Attendue avec impatience, la fin de la période de « block-out » des actions des fondateurs d’Uber, le 6 novembre dernier, a confirmé une nouvelle facette du désastre du modèle de la multinationale. Si la chute vertigineuse des actions de la licorne ne semble pas affaiblir son lobbying, en France, les chauffeurs de taxi maintiennent leurs revendications contre la concurrence déloyale qui perdure malgré les efforts des pouvoirs publics. Tandis que le Parlement reste divisé sur le projet de loi d’orientation des mobilités, les organisations professionnelles taxi travaillent, dans un souci d’équilibre économique de l’activité, à définir l’actualisation tarifaire 2020 et maintiennent leur concertation parfois tendue avec l’Assurance maladie.
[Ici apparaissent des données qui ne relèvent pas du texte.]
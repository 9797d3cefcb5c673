//! # In-Memory Shard Store
//!
//! A per-target row store plus execution units over it. Stands in for the
//! real storage adapter in tests and demos; the merge engines only ever
//! see the unit traits.

use crate::algorithms::pagination::{trim_to_window, PageWindow};
use crate::domain::{PhysicalTarget, ShardingError};
use crate::executor::CancelSignal;
use crate::ports::outbound::{ExecutionUnit, PageUnit, RowSink, RowStreamUnit};
use async_trait::async_trait;
use parking_lot::RwLock;
use std::collections::HashMap;
use std::sync::Arc;

/// Rows held per physical target.
pub struct InMemoryShardStore<T> {
    rows: RwLock<HashMap<PhysicalTarget, Vec<T>>>,
}

impl<T: Clone> InMemoryShardStore<T> {
    /// Empty store.
    pub fn new() -> Self {
        Self {
            rows: RwLock::new(HashMap::new()),
        }
    }

    /// Append one row to a target's partition.
    pub fn insert(&self, target: &PhysicalTarget, row: T) {
        self.rows
            .write()
            .entry(target.clone())
            .or_default()
            .push(row);
    }

    /// Replace a target's partition wholesale.
    pub fn load(&self, target: &PhysicalTarget, rows: Vec<T>) {
        self.rows.write().insert(target.clone(), rows);
    }

    /// Snapshot of one target's rows.
    pub fn rows_for(&self, target: &PhysicalTarget) -> Vec<T> {
        self.rows.read().get(target).cloned().unwrap_or_default()
    }
}

impl<T: Clone> Default for InMemoryShardStore<T> {
    fn default() -> Self {
        Self::new()
    }
}

/// Fetches a target's full partition.
pub struct FetchUnit<T> {
    store: Arc<InMemoryShardStore<T>>,
}

impl<T: Clone> FetchUnit<T> {
    /// Unit over a shared store.
    pub fn new(store: Arc<InMemoryShardStore<T>>) -> Self {
        Self { store }
    }
}

#[async_trait]
impl<T: Clone + Send + Sync + 'static> ExecutionUnit<Vec<T>> for FetchUnit<T> {
    async fn run(
        &self,
        target: &PhysicalTarget,
        _cancel: CancelSignal,
    ) -> Result<Vec<T>, ShardingError> {
        Ok(self.store.rows_for(target))
    }
}

/// Counts a target's partition.
pub struct CountUnit<T> {
    store: Arc<InMemoryShardStore<T>>,
}

impl<T: Clone> CountUnit<T> {
    /// Unit over a shared store.
    pub fn new(store: Arc<InMemoryShardStore<T>>) -> Self {
        Self { store }
    }
}

#[async_trait]
impl<T: Clone + Send + Sync + 'static> ExecutionUnit<u64> for CountUnit<T> {
    async fn run(
        &self,
        target: &PhysicalTarget,
        _cancel: CancelSignal,
    ) -> Result<u64, ShardingError> {
        Ok(self.store.rows_for(target).len() as u64)
    }
}

/// Streams a target's partition row by row.
pub struct StreamUnit<T> {
    store: Arc<InMemoryShardStore<T>>,
}

impl<T: Clone> StreamUnit<T> {
    /// Unit over a shared store.
    pub fn new(store: Arc<InMemoryShardStore<T>>) -> Self {
        Self { store }
    }
}

#[async_trait]
impl<T: Clone + Send + Sync + 'static> RowStreamUnit<T> for StreamUnit<T> {
    async fn stream(
        &self,
        target: &PhysicalTarget,
        sink: RowSink<T>,
        cancel: CancelSignal,
    ) -> Result<(), ShardingError> {
        for row in self.store.rows_for(target) {
            if cancel.is_cancelled() {
                return Err(ShardingError::Cancelled);
            }
            if !sink.send(row).await {
                break;
            }
        }
        Ok(())
    }
}

/// Windowed fetch over a target's partition in local order.
///
/// Rows are served in the partition's stored order; the caller's
/// ordering key must agree with it for pagination to hold.
pub struct PagedFetchUnit<T> {
    store: Arc<InMemoryShardStore<T>>,
}

impl<T: Clone> PagedFetchUnit<T> {
    /// Unit over a shared store.
    pub fn new(store: Arc<InMemoryShardStore<T>>) -> Self {
        Self { store }
    }
}

#[async_trait]
impl<T: Clone + Send + Sync + 'static> PageUnit<T> for PagedFetchUnit<T> {
    async fn fetch(
        &self,
        target: &PhysicalTarget,
        window: PageWindow,
        _cancel: CancelSignal,
    ) -> Result<Vec<T>, ShardingError> {
        Ok(trim_to_window(self.store.rows_for(target), window))
    }
}
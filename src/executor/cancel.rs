//! # Cancellation Primitives
//!
//! One cooperative cancellation signal scoped to a logical query,
//! propagated to every in-flight execution unit over a watch channel.

use std::sync::OnceLock;

use tokio::sync::watch;

/// Owning side of a cancellation signal.
#[derive(Debug)]
pub struct CancelSource {
    tx: watch::Sender<bool>,
}

impl CancelSource {
    /// Create a fresh, uncancelled source.
    pub fn new() -> Self {
        let (tx, _rx) = watch::channel(false);
        Self { tx }
    }

    /// Derive a signal observers can watch.
    pub fn signal(&self) -> CancelSignal {
        CancelSignal {
            rx: self.tx.subscribe(),
        }
    }

    /// Request cancellation. Idempotent, and recorded even when no
    /// signal has been subscribed yet.
    pub fn cancel(&self) {
        self.tx.send_replace(true);
    }

    /// Whether cancellation has been requested.
    pub fn is_cancelled(&self) -> bool {
        *self.tx.borrow()
    }
}

impl Default for CancelSource {
    fn default() -> Self {
        Self::new()
    }
}

/// Observer side of a cancellation signal. Cheap to clone; one clone is
/// handed to every execution unit.
#[derive(Clone, Debug)]
pub struct CancelSignal {
    rx: watch::Receiver<bool>,
}

impl CancelSignal {
    /// A signal that never fires, for callers without a cancellation scope.
    pub fn never() -> Self {
        // One process-wide sender keeps the channel open without
        // allocating a new channel per call.
        static NEVER: OnceLock<watch::Sender<bool>> = OnceLock::new();
        let tx = NEVER.get_or_init(|| watch::channel(false).0);
        Self { rx: tx.subscribe() }
    }

    /// Whether cancellation has been requested.
    pub fn is_cancelled(&self) -> bool {
        *self.rx.borrow()
    }

    /// Resolve once cancellation is requested. Never resolves if the
    /// source is dropped without cancelling.
    pub async fn cancelled(&self) {
        let mut rx = self.rx.clone();
        if *rx.borrow() {
            return;
        }
        loop {
            if rx.changed().await.is_err() {
                std::future::pending::<()>().await;
            }
            if *rx.borrow() {
                return;
            }
        }
    }
}

#[cfg(test)]
mod tests {
    use super::*;
    use std::time::Duration;

    #[tokio::test]
    async fn test_signal_observes_cancel() {
        let source = CancelSource::new();
        let signal = source.signal();
        assert!(!signal.is_cancelled());

        source.cancel();
        assert!(signal.is_cancelled());
        // Resolves promptly once cancelled.
        tokio::time::timeout(Duration::from_millis(100), signal.cancelled())
            .await
            .expect("cancelled() should resolve");
    }

    #[tokio::test]
    async fn test_cancel_is_idempotent() {
        let source = CancelSource::new();
        source.cancel();
        source.cancel();
        assert!(source.is_cancelled());
    }

    #[tokio::test]
    async fn test_cancel_without_subscribers_is_recorded() {
        let source = CancelSource::new();
        // No signal exists yet; the cancel must still stick.
        source.cancel();
        assert!(source.is_cancelled());
        assert!(source.signal().is_cancelled());
    }

    #[tokio::test]
    async fn test_never_signals_stay_uncancelled_across_calls() {
        let first = CancelSignal::never();
        let second = CancelSignal::never();
        assert!(!first.is_cancelled());
        assert!(!second.is_cancelled());
    }

    #[tokio::test]
    async fn test_never_signal_does_not_fire() {
        let signal = CancelSignal::never();
        assert!(!signal.is_cancelled());
        let timed_out =
            tokio::time::timeout(Duration::from_millis(20), signal.cancelled()).await;
        assert!(timed_out.is_err());
    }

    #[tokio::test]
    async fn test_clone_sees_cancellation() {
        let source = CancelSource::new();
        let signal = source.signal();
        let clone = signal.clone();
        source.cancel();
        assert!(clone.is_cancelled());
    }
}
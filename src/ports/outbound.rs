//! # Outbound Ports
//!
//! Traits for the collaborators the core depends on: entity metadata,
//! shard-key-to-target mappings, and the per-target execution units
//! supplied by the surrounding query layer.

use crate::algorithms::pagination::PageWindow;
use crate::domain::{
    EntityMetadata, KeyPredicate, PhysicalTarget, ShardValue, ShardingCapability, ShardingError,
};
use crate::executor::CancelSignal;
use async_trait::async_trait;
use std::sync::atomic::{AtomicU64, Ordering};
use std::sync::Arc;
use tokio::sync::mpsc;

/// Entity sharding metadata - outbound port.
pub trait MetadataProvider: Send + Sync {
    /// Metadata for an entity, if it is registered.
    fn metadata(&self, entity: &str) -> Option<EntityMetadata>;

    /// Capability tag for an entity. Unregistered entities do not
    /// participate in sharding.
    fn capability(&self, entity: &str) -> ShardingCapability {
        self.metadata(entity)
            .map(|m| m.capability)
            .unwrap_or(ShardingCapability::None)
    }
}

/// Shard-key-to-target mapping - outbound port.
///
/// One instance per entity per sharding dimension. For the data-source
/// dimension the returned names are data source names; for the table
/// dimension they are table tails.
pub trait ShardRoute: Send + Sync {
    /// Map an exact key value to exactly one target name.
    fn route_value(&self, value: &ShardValue) -> Result<String, ShardingError>;

    /// Candidate names for a predicate. Conservative by contract: a name
    /// may be dropped only when the predicate is provably false for every
    /// value reachable under it. The default keeps every candidate.
    fn route_predicate(&self, predicate: &KeyPredicate, candidates: &[String]) -> Vec<String> {
        let _ = predicate;
        candidates.to_vec()
    }
}

/// One unit of work against one physical target - outbound port.
///
/// Supplied by the surrounding query layer; the routing/merge core treats
/// the produced value as opaque.
#[async_trait]
pub trait ExecutionUnit<T>: Send + Sync {
    /// Execute against the target. The cancel signal must be observed at
    /// the unit's own suspension points; the executor awaits a running
    /// unit to completion rather than dropping it, so cleanup after the
    /// signal fires always runs.
    async fn run(&self, target: &PhysicalTarget, cancel: CancelSignal)
        -> Result<T, ShardingError>;
}

/// Sink a streaming unit pushes rows into, one at a time.
pub struct RowSink<T> {
    tx: mpsc::Sender<Result<T, ShardingError>>,
    sent: Arc<AtomicU64>,
}

impl<T> RowSink<T> {
    pub(crate) fn new(tx: mpsc::Sender<Result<T, ShardingError>>) -> Self {
        Self {
            tx,
            sent: Arc::new(AtomicU64::new(0)),
        }
    }

    /// Shared counter of rows accepted by the consumer.
    pub(crate) fn sent_counter(&self) -> Arc<AtomicU64> {
        Arc::clone(&self.sent)
    }

    /// Push one row. Returns false when the consumer is gone and the
    /// unit should stop producing.
    pub async fn send(&self, row: T) -> bool {
        if self.tx.send(Ok(row)).await.is_ok() {
            self.sent.fetch_add(1, Ordering::Relaxed);
            true
        } else {
            false
        }
    }
}

/// Row-producing unit for the streaming pass-through strategy.
#[async_trait]
pub trait RowStreamUnit<T>: Send + Sync {
    /// Stream the target's rows into the sink in the target's own order.
    async fn stream(
        &self,
        target: &PhysicalTarget,
        sink: RowSink<T>,
        cancel: CancelSignal,
    ) -> Result<(), ShardingError>;
}

/// Windowed fetch unit for the paginated slice strategy.
///
/// The window passed in is the safe per-target superset window, never the
/// caller's logical window.
#[async_trait]
pub trait PageUnit<T>: Send + Sync {
    /// Fetch the target's rows restricted to the window, in the target's
    /// own order.
    async fn fetch(
        &self,
        target: &PhysicalTarget,
        window: PageWindow,
        cancel: CancelSignal,
    ) -> Result<Vec<T>, ShardingError>;
}
//! # Domain Invariants
//!
//! Rules that must always hold for routing and merging, written as
//! checkable functions.

use super::entities::RouteResult;
use super::errors::ShardingError;
use super::value_objects::ShardValue;

/// Default ceiling on concurrently executing targets.
pub const DEFAULT_MAX_IN_FLIGHT: usize = 8;

/// Default bounded wait on the registry candidate cache, in milliseconds.
pub const DEFAULT_CACHE_WAIT_MS: u64 = 100;

/// Invariant: exact-value routing is deterministic.
///
/// Same key value, same route function, same target.
pub fn invariant_deterministic_routing<F>(route_fn: F, value: &ShardValue) -> bool
where
    F: Fn(&ShardValue) -> String,
{
    route_fn(value) == route_fn(value)
}

/// Invariant: predicate routing never over-excludes.
///
/// Every target that could hold a matching row must be included. Scanning
/// extra targets is safe; dropping one silently loses rows.
pub fn invariant_conservative_inclusion(
    included: &[String],
    must_include: &[String],
) -> Result<(), ShardingError> {
    for name in must_include {
        if !included.iter().any(|n| n == name) {
            return Err(ShardingError::RouteContradiction {
                entities: format!("predicate route dropped reachable target [{}]", name),
            });
        }
    }
    Ok(())
}

/// Invariant: a multi-entity route result is a subset of every entity's
/// independently computed candidate set.
pub fn invariant_intersection_subset(
    result: &RouteResult,
    per_entity: &[RouteResult],
) -> Result<(), ShardingError> {
    for candidates in per_entity {
        for target in result.targets() {
            if !candidates.contains(target) {
                return Err(ShardingError::RouteContradiction {
                    entities: format!("route result contains non-candidate target [{}]", target),
                });
            }
        }
    }
    Ok(())
}

/// Invariant: averages recombine from per-target (sum, count) pairs.
///
/// For any partition of a dataset, the recombined average equals the
/// global average; averaging the per-target averages does not.
pub fn invariant_partition_average(pairs: &[(f64, u64)], global_avg: f64, epsilon: f64) -> bool {
    let total: u64 = pairs.iter().map(|(_, c)| c).sum();
    if total == 0 {
        return global_avg == 0.0;
    }
    let sum: f64 = pairs.iter().map(|(s, _)| s).sum();
    (sum / total as f64 - global_avg).abs() <= epsilon
}

/// Invariant: no unit outlives its fan-out.
///
/// After an execution settles (success, failure or cancellation) the
/// in-flight gauge must read zero.
pub fn invariant_no_unit_in_flight(in_flight: usize) -> Result<(), ShardingError> {
    if in_flight != 0 {
        return Err(ShardingError::Execution {
            target: "<fan-out>".to_string(),
            reason: format!("{} units still in flight after settlement", in_flight),
        });
    }
    Ok(())
}

#[cfg(test)]
mod tests {
    use super::*;
    use crate::domain::value_objects::PhysicalTarget;

    #[test]
    fn test_invariant_deterministic_routing() {
        let route = |v: &ShardValue| format!("ds{}", v);
        assert!(invariant_deterministic_routing(route, &ShardValue::Int(7)));
    }

    #[test]
    fn test_invariant_conservative_inclusion_pass() {
        let included = vec!["A".to_string(), "B".to_string(), "C".to_string()];
        let must = vec!["B".to_string()];
        assert!(invariant_conservative_inclusion(&included, &must).is_ok());
    }

    #[test]
    fn test_invariant_conservative_inclusion_over_exclusion_fails() {
        let included = vec!["A".to_string()];
        let must = vec!["B".to_string()];
        assert!(invariant_conservative_inclusion(&included, &must).is_err());
    }

    #[test]
    fn test_invariant_intersection_subset_pass() {
        let a = RouteResult::new(vec![
            PhysicalTarget::data_source_only("A"),
            PhysicalTarget::data_source_only("B"),
        ]);
        let b = RouteResult::new(vec![PhysicalTarget::data_source_only("B")]);
        let result = a.intersect(&b);
        assert!(invariant_intersection_subset(&result, &[a, b]).is_ok());
    }

    #[test]
    fn test_invariant_intersection_subset_violation() {
        let a = RouteResult::new(vec![PhysicalTarget::data_source_only("A")]);
        let result = RouteResult::new(vec![PhysicalTarget::data_source_only("B")]);
        assert!(invariant_intersection_subset(&result, &[a]).is_err());
    }

    #[test]
    fn test_invariant_partition_average() {
        // Dataset {1..6} split unevenly: global average 3.5.
        let pairs = vec![(1.0 + 2.0, 2u64), (3.0 + 4.0 + 5.0 + 6.0, 4u64)];
        assert!(invariant_partition_average(&pairs, 3.5, 1e-9));
        // Average of averages would be (1.5 + 4.5) / 2 = 3.0, which is wrong.
        assert!(!invariant_partition_average(&pairs, 3.0, 1e-9));
    }

    #[test]
    fn test_invariant_no_unit_in_flight() {
        assert!(invariant_no_unit_in_flight(0).is_ok());
        assert!(invariant_no_unit_in_flight(2).is_err());
    }
}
Attendant la rédaction des décrets d’application de la future loi d’orientation des mobilités, les taxis veillent à l’équilibre de leur activité.
LOM de discorde
Fidèle à sa ligne, le Sénat a rejeté le projet de loi d’orientation des mobilités (LOM) en nouvelle lecture. Il a en effet adopté une motion préalable à l’examen du texte au motif que les compétences d’autorités organisatrices de la mobilité (AOM) ont été données aux communautés de communes et intercommunalités sans en prévoir le financement, d’autant que les collectivités devront investir pour mettre en place des interfaces digitales recensant les offres de mobilité disponible sur leurs territoires et permettre aux usagers de payer et réserver en ligne leurs déplacements intermodaux… La motion des sénateurs a eu pour effet le rejet du projet de loi sans débat ni examen des amendements. Bénéficiant d’une procédure accélérée, la décision du Sénat reste symbolique car, comme le prévoit la Constitution, l’Assemblée nationale aura le dernier mot. La lecture définitive de la LOM par les députés, dont le vote solennel devrait intervenir à l’issue, est annoncée pour le 19 novembre prochain.
Sur le fil du rasoir
Alors que l’actualisation 2020 des tarifs n’est pas encore finalisée, l’Assurance maladie a rappelé aux taxis parisiens conventionnés qu’ils doivent réaliser plus de 50 % de leur prise de patients sur leur zone de prise en charge, malgré la régionalisation des plateaux de soins… Elle a « invité » les patients bénéficiant pourtant d’une prescription médicale de transport d’utiliser leur voiture personnelle pour être ensuite remboursés grâce à un nouveau service en ligne… Un dispositif qui ne manque pas d’interpeller, notamment les acteurs de santé prescripteurs de ces fameux « bons de transport », source de nombreux litiges et d’impayés et qui devraient faire l’objet d’une prochaine réunion entre les représentants de la Caisse nationale d’assurance maladie et les fédérations de taxi.
Licornes sans tête
Malgré ses déboires, Uber court toujours. Dès la fin de la période de blocage boursier, son sulfureux fondateur, Travis Kalanick, a cédé 20 % de ses participations. Bien que le titre ait aujourd’hui perdu près de 50 % de sa valeur, la multinationale continue de courtiser les décideurs politiques. Son nouveau credo : améliorer la mobilité dans les zones rurales. Tout un programme qu’elle tente de faire avancer sur la scène européenne : « Plus il est facile pour quiconque de devenir un pilote Uber, plus nous sommes en mesure de fournir un service de qualité dans les zones rurales et les zones moins densément peuplées », a déclaré Pierre-Dimitri Gore-Coty, vice-président européen de la multinationale dans un communiqué de presse valorisant le développement d’Uber en Croatie, Slovaquie, Roumanie et Finlande. Espérons que la Commissaire européenne en charge du développement numérique, Margrethe Vestager, reste ferme sur ses objectifs récemment affirmés devant les députés européens pour « protéger les travailleurs des plates-formes ».